Because we love children, and we want to help them become the people they might become. Because our hearts leap when a child learns how to tie his shoes or cut out a circle, or print her letters on the line, and children want to show everyone what they have accomplished. We’re accomplishment junkies! We thrill to the cry, “I did it! Look me! Look me!” We don’t mind that children have learning disabilities, or autism, or motor difficulties; we want to dig in and help them master whatever is in their way. If we get paint, glue, yogurt, boogers or glitter on our clothes, well, it’s part of the job! And, we get to play with toys! We get to shop for toys, and figure out how children might use them to increase their skills, whether fine or gross motor, social or cognitive skills. We play with blocks , dough, beads, puzzles, tweezers, soft cuddle balls, vibrating animal shaped massagers, trampolines, crawling tunnels, craft items, and anything else we can buy for under a dollar. We will stay up late figuring out how to make some piece of cardboard into a template so a child can learn to trace their name onto a box and keep fidgets inside their desk. We save straws to have children cut up and make into beads. We buy battery operated drills to put together vehicles and try our best not to help the children do it, so they can learn to do it themselves. We sit on our hands so we won’t help. It looks like we’re not doing anything, but we’re carefully watching how the child approaches the task, and how he seems to feel about it. We look at his facial expressions and body language: are they scrunched up? Relaxed? Vibrating with anxiety, or joy, or ambivalence because he has to go to the bathroom but doesn’t want to leave the project, even for a minute? We know how to assemble that truck or do that crayon rubbing, but we have to wait and let the children figure things out for themselves. We can tell them, it’s ok to ask me for help, or model it for them; “Can you help me, please?” The best part is when children figure out how to do something, and they let out a happy sigh. It’s magic!
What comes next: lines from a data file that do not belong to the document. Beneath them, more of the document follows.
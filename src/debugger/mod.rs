mod commands;
mod context;

pub use commands::{is_comment, parse_command, Command, HELP};
pub use context::DebugContext;

use crate::host::FrameDecorator;
use std::io::{self, BufRead, Write};
use tracing::debug;

/// Whether the shell keeps reading commands.
#[derive(Debug, Clone, Copy, PartialEq, Eq)]
pub enum Flow {
    Continue,
    Quit,
}

pub fn execute<W: Write>(
    ctx: &mut DebugContext,
    command: Command,
    out: &mut W,
) -> io::Result<Flow> {
    debug!(?command, "executing");
    match command {
        Command::Backtrace { thread } => {
            let Some(thread) = thread.or(ctx.current_thread()) else {
                writeln!(out, "No stack.")?;
                return Ok(Flow::Continue);
            };
            match ctx.decorated_backtrace(thread) {
                Some(frames) => {
                    for frame in &frames {
                        writeln!(out, "{}", frame.describe())?;
                    }
                }
                None => writeln!(out, "No thread {}.", thread)?,
            }
        }
        Command::Thread(Some(thread)) => {
            if ctx.select_thread(thread) {
                writeln!(out, "[Switching to thread {}]", thread)?;
            } else {
                writeln!(out, "No thread {}.", thread)?;
            }
        }
        Command::Thread(None) => {
            let current = ctx.current_thread();
            for state in ctx.target().threads() {
                let marker = if Some(state.id) == current { '*' } else { ' ' };
                let function = ctx.target().function_for_pc(state.rip.0).unwrap_or("??");
                writeln!(out, "{} {:<4} {} in {}", marker, state.id, state.rip, function)?;
            }
        }
        Command::Continue => {
            if ctx.is_running() {
                writeln!(out, "The program is not being run.")?;
            } else if ctx.resume() {
                let stop = ctx.target().current_stop().unwrap_or_default();
                writeln!(out, "Stopped (stop {} of {}).", stop + 1, ctx.target().stop_count())?;
            } else {
                writeln!(out, "Program exited.")?;
            }
        }
        Command::Reload => {
            ctx.reload();
            writeln!(out, "Code layout reloaded.")?;
        }
        Command::VmFrames => {
            let chain = ctx.current_thread().and_then(|thread| ctx.frame_chain(thread));
            match chain {
                Some(chain) if !chain.is_empty() => {
                    for (sp, bp) in chain.iter() {
                        writeln!(out, "sp={:#x} bp={:#x}", sp, bp)?;
                    }
                }
                _ => writeln!(out, "No interpreter frames.")?,
            }
        }
        Command::Help => writeln!(out, "{}", HELP)?,
        Command::Quit => return Ok(Flow::Quit),
    }
    Ok(Flow::Continue)
}

/// Reads commands until end of input or `quit`.
pub fn run_shell<R: BufRead, W: Write>(
    ctx: &mut DebugContext,
    input: R,
    out: &mut W,
    prompt: bool,
) -> io::Result<()> {
    if prompt {
        write!(out, "(b9) ")?;
        out.flush()?;
    }
    for line in input.lines() {
        let line = line?;
        match parse_command(&line) {
            Ok(Some(command)) => {
                if execute(ctx, command, out)? == Flow::Quit {
                    break;
                }
            }
            Ok(None) => {}
            Err(message) => writeln!(out, "{}", message)?,
        }
        if prompt {
            write!(out, "(b9) ")?;
            out.flush()?;
        }
    }
    Ok(())
}
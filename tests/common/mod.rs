#![allow(dead_code)]

use b9_unwind::host::{CodeBlock, HostError, Register, Target, ThreadId};
use b9_unwind::snapshot::{Snapshot, SnapshotFrame, SnapshotTarget};
use std::cell::Cell;
use std::collections::BTreeMap;

pub const NESTED_CALL: &str = include_str!("../../demos/nested_call.json");

pub const INTERPRET: u64 = 0x403000;
pub const INTERPRET_PC: u64 = 0x403123;
pub const NATIVE_SP: u64 = 0x7fffffffd000;
pub const NATIVE_FP: u64 = 0x7fffffffd040;

pub const STACK_BASE: u64 = 0x7ffed000;
pub const OUTER_BP: u64 = 0x7ffed040;
pub const INNER_BP: u64 = 0x7ffee000;
pub const INNER_TOP: u64 = 0x7ffee100;

pub fn nested_call_snapshot() -> Snapshot {
    serde_json::from_str(NESTED_CALL).expect("demo snapshot parses")
}

pub fn nested_call_target() -> SnapshotTarget {
    SnapshotTarget::new(nested_call_snapshot())
}

pub fn frame(thread: u64, rip: u64, rsp: u64, rbp: u64) -> SnapshotFrame {
    let mut registers = BTreeMap::new();
    registers.insert(Register::Rip, rip);
    registers.insert(Register::Rsp, rsp);
    registers.insert(Register::Rbp, rbp);
    SnapshotFrame::new(ThreadId(thread), registers)
}

pub fn registers(rip: u64, rsp: u64, rbp: u64) -> BTreeMap<Register, u64> {
    frame(0, rip, rsp, rbp).registers().clone()
}

/// Counts how often the symbol tables are consulted.
pub struct CountingTarget<'a> {
    pub inner: &'a SnapshotTarget,
    pub lookups: Cell<usize>,
    pub reads: Cell<usize>,
}

impl<'a> CountingTarget<'a> {
    pub fn new(inner: &'a SnapshotTarget) -> Self {
        Self {
            inner,
            lookups: Cell::new(0),
            reads: Cell::new(0),
        }
    }
}

impl Target for CountingTarget<'_> {
    fn lookup_global_symbol(&self, name: &str) -> Option<u64> {
        self.lookups.set(self.lookups.get() + 1);
        self.inner.lookup_global_symbol(name)
    }

    fn read_memory(&self, addr: u64, buf: &mut [u8]) -> Result<(), HostError> {
        self.reads.set(self.reads.get() + 1);
        self.inner.read_memory(addr, buf)
    }

    fn block_for_pc(&self, pc: u64) -> Option<CodeBlock> {
        self.inner.block_for_pc(pc)
    }

    fn is_block_valid(&self, block: &CodeBlock) -> bool {
        self.inner.is_block_valid(block)
    }
}
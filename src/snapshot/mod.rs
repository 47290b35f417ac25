//! A host adapter that replays a recorded, halted debuggee from JSON.

mod backtrace;
mod model;
mod target;

pub use backtrace::{backtrace, BacktraceFrame, MAX_FRAMES};
pub use model::{Address, MemoryRegion, Snapshot, Stop, SymbolDef, ThreadState};
pub use target::{SnapshotFrame, SnapshotTarget};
Quiz: Are you a school-based OT?
*Does your heart leap when you see a yard-sale sign?
*Do you observe how children move and play and interact all the time
(on the street, in the store, at the playground with your own children?)
*Do you ask children where they got that cool toy, then rush out to get it?
*Do you talk shop constantly with other therapists?
*Do you have 10 or more toy catalogs you pore over with longing?
*Are you thrilled to sit down to paperwork? (trick question)
*Do you own more toys than your local toy store?
*Are you called by your name across the playground over and over, to be
waved at?
*Do you know all the words to “Baby Beluga?”

And so begins more exploration, playfulness and growth; a labor of love. I'm ready.